Complementary therapy is provided by: lymphatic massage, mechanical massage-rolling technique, mesotherapy, acoustic wave therapy, radiofrequency and more recently Microfocused Ultrasound with Visualization MFU-V as well as tissue stabilized-guided subcision.

Lymphatic massage leads to improved microcirculation, less edema, lymphedema and lipolymphedema.

You can also reduce the appearance of cellulite with a device based mechanical massage-rolling technique. This device can also improve skin tone. The technology sets the standard in bodily cellular stimulation.

Mesotherapy is efficient on orange peel. Skin appearance, tonicity, microcirculation and edema are improved. A mixture of different serums (containing non-reticulated hyaluronic acid, L-carnitine, artichoke and melilot extracts, troxerutine and minerals) can be used to support the treatment. Eight treatments are recommended in one week intervals.

Acoustic wave therapy potentiates results of mesotherapy. It is a sound wave device combined with vibromassage treating fibrosis in connective tissue and fat herniation. It also allows connective tissue tightening, circulation improvement and collagen production, which enhances skin elasticity and firmness. Six sessions are recommended in parallel of mesotherapy, two sessions a week.

A combination system of ultrasound therapy and radiofrequency can be used to achieve body contouring, fat removal and skin tightening, by specific warming of the deep fat layers. Six sessions are needed, every 10 to 15 days.

Radiofrequency devices can be used to achieve a firming and lifting effect. A controlled heating effect stimulates collagen in the dermis. The existing collagen contracts and tightens, and at the same time, new collagen fibers are produced. One session is sufficient, and can be renewed every two to three years.

Furthermore, there is MFU-V, an ultrasound technology which is FDA approved for tissue lifting. It utilizes a micro-focused ultrasound technology and visualizes precisely the targeted superficial fascia. It allows precise delivery of collagen coagulation points, while sparing the intervening tissues, to lift and tighten the skin and deeper soft tissues. This treatment is performed once a year.

A combination of this ultrasound technology and diluted calcium hydroxylapatite (CaHA) at a dilution ratio of 1:1 induces neocollagenesis and improves skin laxity, to treat orange peel. It can be repeated once a year.
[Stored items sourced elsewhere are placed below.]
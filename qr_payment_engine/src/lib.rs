//! QR Payment Engine
//!
//! The core of the QR payment gateway. It owns the payment lifecycle state machine and knows nothing about HTTP.
//!
//! The crate is split along the same lines as the system design:
//! 1. Database types and the storage contract ([`db_types`], [`traits::PaymentStore`]). SQLite is the only backend
//!    currently implemented; the store trait is the seam for adding another.
//! 2. The provider contract ([`traits::PaymentProvider`]): an abstraction over an external payment network that can
//!    mint a scannable payment reference and report what it currently knows about a payment.
//! 3. The lifecycle API ([`PaymentLifecycleApi`]): creation, lookup with lazy expiry, validated state transitions and
//!    the reconciliation cycle the background poller drives.
//!
//! Every state transition goes through a compare-and-set keyed on the record still being `PENDING`, so concurrent
//! writers (a foreground lookup expiring a record, and the poller applying a provider result) cannot both win.
pub mod db_types;
mod lifecycle;
#[cfg(feature = "sqlite")]
pub mod sqlite;
pub mod traits;

pub use lifecycle::{CycleSummary, PaymentLifecycleApi, PaymentLifecycleError};
#[cfg(feature = "sqlite")]
pub use sqlite::SqliteStore;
Tissue stabilized-guided subcision is a minimally invasive technique of subcision, involving mechanical cutting of the retracting hypertrophic fibrous septae. It is aimed to each individual dimpling lesion and immediately leads to a change on skin surface. Tissue stabilized-guided subcision eliminates the traction on the skin from the retracting fibrous septae, improves fat protrusion by reallocating fat lobules into the spaces created and it boosts new connective tissue formation via hematomas. Tissue stabilized-guided subcision is FDA approved showing long lasting results and very high patient satisfaction in clinical studies.

 

 

 

 

 

 

 

Fig. 1 How tissue stabilized-guided subcision improves the appearance of cellulite

 

Combined treatments are recommended as there is no single exclusive treatment for the different types of cellulite. For orange peel: lifestyle changes, lymphatic massage, mesotherapy, acoustic wave therapy, a combination system of ultrasound and radiofrequency, mechanical massage rolling technique can be combined. For dimples: Tissue stabilized-guided subcision. For skin and subcutaneous tightening: physical exercise, radiofrequency, a combination of micro-focused ultrasound technology and diluted calcium hydroxylapatite (CaHA). All these three categories can be combined.

Conclusion

Cellulite is a frequent multifactorial ailment. It appears on the skin as orange peel and dimpling, and is worsen by laxity. Comprehensive histological and clinical understanding permits to combine efficient targeted treatments. Complete understanding of its physiopathology might one day give us the key to a unique overall treatment.